La produzione di mele veronesi prevista è di 220.515 tonnellate, + 8% rispetto al 2015. “La mela Golden – evidenzia Claudio Valente, presidente di Coldiretti Verona – non ha rivali da adesso a Natale. E’ ottima come qualità, come dolcezza e caratteristiche organolettiche. Il clima, infatti, ha favorito la maturazione delle mele, con caldo di giorno e fresco di notte. La qualità e il sapore dei frutti, grazie all’escursione termica, è molto elevata. Dobbiamo però promuovere la mela, affinché venga sempre più consumata, consentendo, in tal modo, un’adeguata remunerazione ai produttori. Come associazione di categoria, ci stiamo attivando per creare una filiera virtuosa, tramite commercianti e chi si occupa di trasformazione, sensibili a questa problematica”. “Stiamo cercando – prosegue Valente – di mettere in pratica azioni per la giusta remunerazione, che tenga conto dei costi di produzione. Ci riusciremo, anche grazie all’aiuto delle Istituzioni, soprattutto se interverranno, nel far rispettare la legge, che “obbliga” la grande distribuzione organizzata a vendere prodotti locali, con corner dedicati. Tra l’altro, proprio a Verona, la Gdo ha importanti punti logistici.”

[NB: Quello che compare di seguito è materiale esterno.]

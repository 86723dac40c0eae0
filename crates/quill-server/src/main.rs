//! quill server binary.
//!
//! Reads `config.toml` (or the path specified with `--config`), opens an
//! in-process SQLite store and a filesystem blob store, and serves the
//! issuance API over HTTP under `/api`.

use std::{
  path::{Path, PathBuf},
  sync::Arc,
};

use anyhow::Context as _;
use clap::Parser;
use quill_api::AppState;
use quill_artifact::{FsBlobStore, Issuer, JsonSnapshotRenderer};
use quill_store_sqlite::SqliteStore;
use serde::Deserialize;
use tokio::net::TcpListener;
use tower_http::trace::TraceLayer;
use tracing::level_filters::LevelFilter;
use tracing_subscriber::EnvFilter;

/// Runtime server configuration, deserialised from `config.toml`.
#[derive(Deserialize, Clone)]
struct ServerConfig {
  host:         String,
  port:         u16,
  /// SQLite database file.
  store_path:   PathBuf,
  /// Root directory for locked artifact blobs.
  artifact_dir: PathBuf,
}

#[derive(Parser)]
#[command(author, version, about = "Quill issuance engine server")]
struct Cli {
  /// Path to the TOML configuration file.
  #[arg(short, long, default_value = "config.toml")]
  config: PathBuf,
}

#[tokio::main]
async fn main() -> anyhow::Result<()> {
  // Initialise tracing.
  tracing_subscriber::fmt()
    .with_env_filter(
      EnvFilter::builder()
        .with_default_directive(LevelFilter::INFO.into())
        .from_env_lossy(),
    )
    .init();

  let cli = Cli::parse();

  // Load configuration.
  let settings = config::Config::builder()
    .add_source(config::File::from(cli.config).required(false))
    .add_source(config::Environment::with_prefix("QUILL"))
    .build()
    .context("failed to read config file")?;

  let server_cfg: ServerConfig = settings
    .try_deserialize()
    .context("failed to deserialise ServerConfig")?;

  let store_path = expand_tilde(&server_cfg.store_path);
  let artifact_dir = expand_tilde(&server_cfg.artifact_dir);

  let store = SqliteStore::open(&store_path)
    .await
    .with_context(|| format!("failed to open store at {store_path:?}"))?;

  let state = AppState {
    store:  Arc::new(store),
    issuer: Arc::new(Issuer::new(
      JsonSnapshotRenderer,
      FsBlobStore::new(artifact_dir),
    )),
  };

  let app = axum::Router::new()
    .nest("/api", quill_api::api_router(state))
    .layer(TraceLayer::new_for_http());
  let address = format!("{}:{}", server_cfg.host, server_cfg.port);

  tracing::info!("Listening on http://{address}");
  let listener = TcpListener::bind(&address)
    .await
    .with_context(|| format!("failed to bind {address}"))?;

  axum::serve(listener, app).await.context("server error")?;

  Ok(())
}

/// Expand a leading `~` to the user's home directory.
fn expand_tilde(path: &Path) -> PathBuf {
  let s = path.to_string_lossy();
  if let Some(rest) = s.strip_prefix("~/")
    && let Ok(home) = std::env::var("HOME")
  {
    return PathBuf::from(home).join(rest);
  }
  path.to_path_buf()
}
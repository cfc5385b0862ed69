//! `<stem>.provenance.json` next to every written result: which command ran,
//! on which input (path, size, fingerprint), with which flags, producing what.

use anyhow::{Context, Result};
use serde_json::{json, Value};
use std::fs;
use std::path::{Path, PathBuf};

use crate::doc::Source;

/// Everything the sidecar records besides the output path.
pub struct Payload {
    pub command: &'static str,
    pub source: Source,
    pub params: Value,
    /// Output kind and counts, e.g. `{"kind": "segments", "segments": 6}`.
    pub output: Value,
}

pub fn write_sidecar(artifact: &Path, payload: &Payload) -> Result<PathBuf> {
    let path = sidecar_path(artifact);
    let mut output = payload.output.clone();
    output["path"] = json!(artifact.to_string_lossy());
    let doc = json!({
        "tool": "fandual",
        "version": fandual::VERSION,
        "command": payload.command,
        "input": payload.source.to_json(),
        "params": payload.params,
        "output": output
    });
    fs::write(&path, serde_json::to_vec_pretty(&doc)?)
        .with_context(|| format!("writing {}", path.display()))?;
    Ok(path)
}

fn sidecar_path(artifact: &Path) -> PathBuf {
    let stem = artifact
        .file_stem()
        .and_then(|s| s.to_str())
        .unwrap_or("output");
    artifact.with_file_name(format!("{stem}.provenance.json"))
}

E’ ancora presto per stabilire i prezzi delle nostre mele, ma le aspettative sono buone. “Dobbiamo puntare sulla qualità – dice Alessandro Morini, produttore di mele a Belfiore – perché, nel mondo, si troveranno sempre mele a prezzi più bassi. Nelle zone del veronese, tipiche per la coltivazione di mele, siamo sottoposti a controlli severi; molte aziende sono certificate e producono praticamente a residuo chimico zero”. Del resto, l’Italia registra il minor numero di prodotti agroalimentari, con residui chimici irregolari (0,3%), quota inferiore di quasi cinque volte rispetto alla media europea (1,5%) e di 19 volte quella dei prodotti extracomunitari (5,7%). “La mela – evidenzia Heide de Togni, farmacista ed esperta in nutrizione – è un ottimo alimento perché è poco calorico e molto ricco di acqua. E’ adatta a tutte le età: a bambini, a persone che vogliono stare a dieta, ad anziani e a chi ha problemi di assunzione zuccheri, cui, quindi, sono particolarmente adatte le mele verdi. Le mele sono ricche di vitamine, sali minerali e fibre. Anche mangiare la buccia, fa bene, poiché possiede sostanze protettive, antitumorali e antiossidanti”. Anche mangiare la buccia… Ottima raccomandazione, che ottimamente si collega al dolce ricordo, di quando, passando da giovani, sotto filari di generosi meli, dai carichi rami di Morgenduft, che toccavano il suolo, si raccoglieva da terra qualche mela e la si mangiava, con tanto di buccia e non priva di qualche residuo di verderame, senza preoccupazione alcuna, godendo serenamente del meraviglioso dono della natura e dell’agricoltore.